The takeover battle for engineering and construction group Murray & Roberts (M&R) by German investment company ATON intensified this week with ATON announcing its intention to make a new mandatory offer, following a Takeover Special Committee (TSC) ruling instructing ATON to withdraw its earlier voluntary offer.
The family-owned business also confirmed an increase in its cash offer price to R17 a share, from R15 previously. Nevertheless, the M&R independent board continued to argue that the offer “undervalued M&R based on its prospects”.
ATON, which is already M&R’s largest shareholder, with a 43.7% holding, said in a statement that the TSC ruling “substantively upholds” its offer, while improving its quality.
By contrast, M&R’s independent board argued that the TSC ruling vindicated its guidance to shareholders to reject the “opportunistic” offer.
“Ultimately, these actions have forced ATON to issue a new firm intention announcement and, in due course, the new ATON mandatory offer at an increased offer price with reduced conditionality,” the board said in a statement.

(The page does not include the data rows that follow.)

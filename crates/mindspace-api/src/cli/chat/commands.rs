//! Slash commands available on the dashboard.

use std::io::{self, Write};

use console::style;

#[derive(Debug, PartialEq)]
pub enum ChatCommand {
    Help,
    Clear,
    Exit,
    /// List the suggested prompts.
    Prompts,
    /// Submit suggested prompt N (1-based).
    Prompt(usize),
    /// Toggle voice input.
    Voice,
    /// Reprint the conversation in display order.
    History,
    Logout,
    Unknown(String),
}

/// Parse user input as a slash command.
///
/// Returns `None` if the input doesn't start with `/`.
pub fn parse(input: &str) -> Option<ChatCommand> {
    let trimmed = input.trim();
    if !trimmed.starts_with('/') {
        return None;
    }

    let mut parts = trimmed.splitn(2, ' ');
    let cmd = parts.next().unwrap_or_default().to_lowercase();
    let arg = parts.next().map(str::trim).filter(|a| !a.is_empty());

    let command = match cmd.as_str() {
        "/help" | "/h" | "/?" => ChatCommand::Help,
        "/clear" | "/cls" => ChatCommand::Clear,
        "/exit" | "/quit" | "/q" => ChatCommand::Exit,
        "/prompts" => ChatCommand::Prompts,
        "/prompt" | "/p" => match arg.map(str::parse::<usize>) {
            Some(Ok(n)) if n > 0 => ChatCommand::Prompt(n),
            Some(_) => ChatCommand::Unknown("/prompt expects a number from the list".to_string()),
            None => ChatCommand::Prompts,
        },
        "/voice" | "/mic" => ChatCommand::Voice,
        "/history" => ChatCommand::History,
        "/logout" => ChatCommand::Logout,
        other => ChatCommand::Unknown(other.to_string()),
    };
    Some(command)
}

pub fn print_help(out: &mut impl Write) -> io::Result<()> {
    let rows = [
        ("/help", "Show this help message"),
        ("/prompts", "List suggested prompts"),
        ("/prompt N", "Send suggested prompt N"),
        ("/voice", "Toggle voice input"),
        ("/history", "Show the conversation so far"),
        ("/clear", "Clear the screen"),
        ("/logout", "Sign out"),
        ("/exit", "Leave the dashboard"),
    ];

    writeln!(out)?;
    writeln!(out, "  {}", style("Available commands:").bold())?;
    writeln!(out)?;
    for (cmd, description) in rows {
        writeln!(out, "  {}  {description}", style(format!("{cmd:<10}")).cyan())?;
    }
    writeln!(out)?;
    writeln!(
        out,
        "  {}",
        style("You can keep typing while a reply is on its way. Ctrl+D to exit").dim()
    )?;
    writeln!(out)
}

The independent board said it would review ATON’s new offer before providing further guidance, but reiterated its stance that a fair-value range for M&R ordinary shares was between R20 to R22 a share. M&R shares traded between R17.00 and R17.20 on Tuesday.
In its statement, ATON insisted that the converted offer provided “even higher certainty of implementation”. It also noted that, at R17 a share, the new offer price represented a 53.8% premium to the 90-day volume weighted average price.
The TSC ruling, ATON added, confirmed its view that the independent board’s rejection of the offer had been made “with undue haste and contravened frustrating action provisions of the Companies Act”.
The TSC ruling, ATON said, dealt with the “frustrating actions” of the M&R independent board and the conduct of CEO Henry Laas, which ATON said had confirmed its concerns. The company noted that Laas had been ordered to refrain from making any public statements regarding or concerning the offer.
“Nevertheless, ATON was and remains open to engage with the independent board.”
In response, the M&R independent board said it was of the view that ATON remained resolved to implement the transaction on a contested basis, noting that ATON had not been “willing to engage” with it following the TSC ruling and ahead of releasing its firm-intention announcement regarding the new mandatory offer.
“This is evidenced by the increased offer price and proposed revised terms for the new ATON mandatory offer, despite ATON being strongly of the view for the past eight weeks that an offer price of R15 per M&R ordinary share represented a full value for the company.”
The TSC ruling and the higher mandatory offer follow on from an announcement by M&R and Aveng that the two companies intended pursuing a combination, whereby M&R would acquire the entire issued share capital of Aveng, while facilitating the early redemption of R2-billion-worth of Aveng convertible bonds.
ATON, which immediately rejected the proposed transaction as a frustrating action, reported that it had received unsolicited inbound enquiries and heightened interest by institutional shareholders in ATON’s offer following M&R’s announcement of its intended acquisition of Aveng.
“As a result ATON has increased its shareholding in M&R to around 44% [and] three of M&R’s larger shareholders have now sold shares to ATON in the context of the offer.”
M&R’s independent board said it was aware of the TSC ruling and revealed that it had sought to engage with ATON prior to the release of their announcement.
“The independent board is encouraged by the TSC’s ruling, the re-issue of the voluntary offer as a mandatory offer and the elimination of the unfair treatment of M&R shareholders. The independent board will study the announcement and provide further guidance to shareholders and the market shortly.”
Meanwhile, in a statement to its shareholders, Aveng said that, despite recent developments, its board remained of the opinion that there was merit in the potential combination of Aveng and M&R.
“The Aveng board is therefore continuing to engage with the M&R board and will continue progressing the M&R transaction.”
Aveng also confirmed that it remained committed to the implementation of a proposed rights offer to meet its interim liquidity requirements.